Metadata-Version: 2.1
Name: tlidb
Version: 0.0.3
Summary: The Transfer Learning in Dialogue Baselines Toolkit
Home-page: https://github.com/alon-albalak/TLiDB
Author: Alon Albalak
Author-email: alon_albalak@ucsb.edu
License: MIT
Description: # The Transfer Learning in Dialogue Benchmarking Toolkit
        
        ## Overview
        ---
        TLiDB is a tool used to benchmark methods of transfer learning in conversational AI.
        TLiDB can easily handle domain adaptation, task transfer, multitasking, continual learning, and other transfer learning settings.
        TLiDB maintains a unified json format for all datasets and tasks, easing the coding process for new tasks. We highly encourage community contributions to the project.
        
        The main features of TLiDB are:
        
        1. Dataset class to easily load a dataset for use across models
        2. Unified metrics to standardize evaluation across datasets
        3. Extensible Model and Algorithm classes to support fast prototyping
        
        ## Installation
        ---
        To use TLiDB, you can simply isntall via pip:
        ```bash
        pip install tlidb
        ```
        
        OR, if you would like to edit or contribute, you can clone the repository and install from source:
        ```bash
        git clone git@github.com:alon-albalak/TLiDB.git
        cd TLiDB
        pip install -e .
        ```
        
        `examples/` contains sample scripts for:
        
        1. Training/Evaluating models in transfer learning settings
        2. 3 example models: BERT, GPT-2, T5, and training algorithms for each
        
        ## How to use TLiDB
        ---
        TODO:
        - Add examples for using examples/run_experiment.py
        - Add examples for data loading/training
        
        ### Using the example scripts
        TLiDB has example scripts to be used for training and evaluating models in transfer learning settings.
        
        
        ### Data Loading
        TLiDB offers a simple, unified interface for loading datasets. The following example shows how to load the data, and put the data into a dataloader:
        ```python3
        from TLiDB.datasets.get_dataset import get_dataset
        from TLiDB.data_loaders.data_loaders import get_loader
        
        # load the dataset, and download if necessary
        dataset = get_dataset(
            dataset='DailyDialog',
            task='emotion_recognition',
            dataset_folder='TLiDB/data',
            model_type='Encoder', #Options=['Encoder', 'Decoder','EncoderDecoder']

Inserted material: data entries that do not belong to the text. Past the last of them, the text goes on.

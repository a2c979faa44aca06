//! External calendar integration boundary.
//!
//! The engine hands approved requests to a [`CalendarPublisher`]; this
//! crate defines that boundary and ships the production HTTP adapter:
//!
//! - [`publisher`] — the [`CalendarPublisher`] trait, the
//!   [`PublishError`] taxonomy (transient vs. permanent), and
//!   result validation.
//! - [`http`] — reqwest-based adapter upserting entries keyed by the
//!   request id, so repeated publishes never create duplicates.
//! - [`retry`] — bounded exponential-backoff retry around a publisher.

pub mod http;
pub mod publisher;
pub mod retry;

pub use http::{CalendarConfig, HttpCalendarPublisher};
pub use publisher::{CalendarPublisher, PublishError};
pub use retry::{publish_with_retry, PublishFailureReport, DEFAULT_PUBLISH_ATTEMPTS};
//! Scheduling engine orchestration.
//!
//! Ties the pure domain logic of `agenda-core` to the outside world:
//!
//! - [`ports`] — async traits for the collaborators the engine needs
//!   (calendar of record, project-policy configuration, request
//!   persistence).
//! - [`memory`] — in-memory port implementations for tests and
//!   single-process embedding.
//! - [`locks`] — per-trainer reservation locks making
//!   read-commitments → detect → reserve serializable.
//! - [`service`] — the [`SchedulingService`] driving the workflow from
//!   submission through publish, cancel, and manual retry.
//! - [`config`] — environment-driven engine configuration.
//! - [`telemetry`] — tracing-subscriber setup for host applications.
//!
//! The engine has no network protocol of its own; it is invoked
//! in-process by the surrounding application.

pub mod config;
pub mod error;
pub mod locks;
pub mod memory;
pub mod ports;
pub mod service;
pub mod telemetry;

pub use config::EngineConfig;
pub use error::{EngineError, EngineResult};
pub use locks::TrainerLocks;
pub use memory::{InMemoryCommitments, InMemoryPolicies, InMemoryRequests};
pub use ports::{CommitmentStore, PolicyLookup, RequestStore};
pub use service::{SchedulingService, SubmissionOutcome};
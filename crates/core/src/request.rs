//! The event-request model and input validation.
//!
//! Validation runs at construction time, before any conflict check:
//! malformed input never reaches the detector or the state machine.

use chrono::{DateTime, NaiveDate, Utc};
use serde::{Deserialize, Serialize};

use crate::error::CoreError;
use crate::status::RequestStatus;
use crate::types::{Modality, MunicipalityId, ProjectId, RequestId, TrainerId};

/// Maximum number of trainers on a single request.
pub const MAX_TRAINERS: usize = 5;

/// Maximum length for a human decision note.
pub const MAX_DECISION_NOTE_LENGTH: usize = 2_000;

/// Reference to the external calendar entry, set only after a successful
/// publish.
#[derive(Debug, Clone, PartialEq, Eq, Serialize, Deserialize)]
pub struct ExternalCalendarRef {
    /// Identifier of the entry in the external calendar.
    pub external_id: String,
    /// Video-conference link. Always present for online sessions,
    /// optional for in-person ones.
    pub meeting_link: Option<String>,
}

/// A proposed or confirmed training session.
///
/// Created in `Draft` via [`EventRequest::new`]; all later status changes
/// go through the workflow operations in [`crate::workflow`].
#[derive(Debug, Clone, Serialize, Deserialize)]
pub struct EventRequest {
    pub id: RequestId,
    /// Trainers delivering the session, in display order. Order is
    /// irrelevant to conflict logic; duplicates are rejected.
    pub trainers: Vec<TrainerId>,
    pub project: ProjectId,
    pub municipality: MunicipalityId,
    pub modality: Modality,
    /// Start of the session (canonical timezone: UTC).
    pub start: DateTime<Utc>,
    /// End of the session; always after `start`.
    pub end: DateTime<Utc>,
    pub status: RequestStatus,
    /// Why routing sent this request to (or past) human review.
    pub routing_reason: Option<String>,
    /// Note recorded by the human who approved or rejected.
    pub decision_note: Option<String>,
    pub external_calendar_ref: Option<ExternalCalendarRef>,
    /// Number of failed publish attempts recorded so far.
    pub publish_failures: u32,
    /// Set when automatic publishing has given up (retries exhausted or a
    /// permanent failure); cleared by a manual retry or a success.
    pub publish_halted: bool,
}

impl EventRequest {
    /// Validate inputs and create a request in `Draft`.
    #[allow(clippy::too_many_arguments)]
    pub fn new(
        trainers: Vec<TrainerId>,
        project: ProjectId,
        municipality: MunicipalityId,
        modality: Modality,
        start: DateTime<Utc>,
        end: DateTime<Utc>,
    ) -> Result<Self, CoreError> {
        validate_time_range(start, end)?;
        validate_trainer_set(&trainers)?;

        Ok(Self {
            id: RequestId::new_v4(),
            trainers,
            project,
            municipality,
            modality,
            start,
            end,
            status: RequestStatus::Draft,
            routing_reason: None,
            decision_note: None,
            external_calendar_ref: None,
            publish_failures: 0,
            publish_halted: false,
        })
    }

    /// Calendar day the session starts on, used by the daily-capacity check
    /// and the commitment read window.
    pub fn day(&self) -> NaiveDate {
        self.start.date_naive()
    }
}

/// Validate that a time range is well-formed (`end > start`).
///
/// Zero-length ranges are invalid input and are rejected here, before
/// conflict detection ever runs.
pub fn validate_time_range(start: DateTime<Utc>, end: DateTime<Utc>) -> Result<(), CoreError> {
    if end <= start {
        return Err(CoreError::Validation(format!(
            "Event end ({end}) must be after start ({start})"
        )));
    }
    Ok(())
}

/// Validate the trainer set: 1 to [`MAX_TRAINERS`] entries, no duplicates.
pub fn validate_trainer_set(trainers: &[TrainerId]) -> Result<(), CoreError> {
    if trainers.is_empty() {
        return Err(CoreError::Validation(
            "An event request needs at least one trainer".to_string(),
        ));
    }
    if trainers.len() > MAX_TRAINERS {
        return Err(CoreError::Validation(format!(
            "An event request allows at most {MAX_TRAINERS} trainers, got {}",
            trainers.len()
        )));
    }
    let mut seen = std::collections::HashSet::new();
    for trainer in trainers {
        if !seen.insert(trainer) {
            return Err(CoreError::Validation(format!(
                "Trainer {trainer} appears more than once"
            )));
        }
    }
    Ok(())
}

/// Validate a human decision note: non-empty and bounded.
pub fn validate_decision_note(note: &str) -> Result<(), CoreError> {
    if note.trim().is_empty() {
        return Err(CoreError::Validation(
            "A decision note is required when approving or rejecting".to_string(),
        ));
    }
    if note.len() > MAX_DECISION_NOTE_LENGTH {
        return Err(CoreError::Validation(format!(
            "Decision note exceeds maximum length of {MAX_DECISION_NOTE_LENGTH} characters"
        )));
    }
    Ok(())
}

            split='train',#Options=['train', 'dev', 'test']
            )
        
        # get the dataloader
        dataloader = get_data_loader(
            split='train', 
            dataset=dataset,
            batch_size=32,
            model_type='Encoder'
            )
        
        # train loop
        for batch in dataloader:
            X, y, metadata = batch
            ...
        ```
        
        
        
        ## Folder descriptions:
        ---
        - /TLiDB is the main folder holding the code for data
            - /TLiDB/data_loaders contains code for data_loaders
            - /TLiDB/data is the destination folder for downloaded datasets
            - /TLiDB/datasets contains code for datasets
            - /TLiDB/metrics contains code for loss and evaluation metrics
            - /TLiDB/utils contains utility files
        - /examples contains sample code for training models
            - /examples/algorithms contains code which trains and evaluates a model
            - /examples/models contains code to define a model
            - /examples/configs contains code for model configurations
            - /examples/logs_and_models is the destination folder for training logs and model checkpoints
        - /dataset_preprocessing is for reproducability purposes, not required for end users. It contains scripts used to preprocess the TLiDB datasets from their original form into the TLiDB form
Platform: UNKNOWN
Classifier: Topic :: Scientific/Engineering :: Artificial Intelligence
Classifier: Intended Audience :: Science/Research
Classifier: Programming Language :: Python :: 3
Classifier: License :: OSI Approved :: MIT License
Requires-Python: >=3.6
Description-Content-Type: text/markdown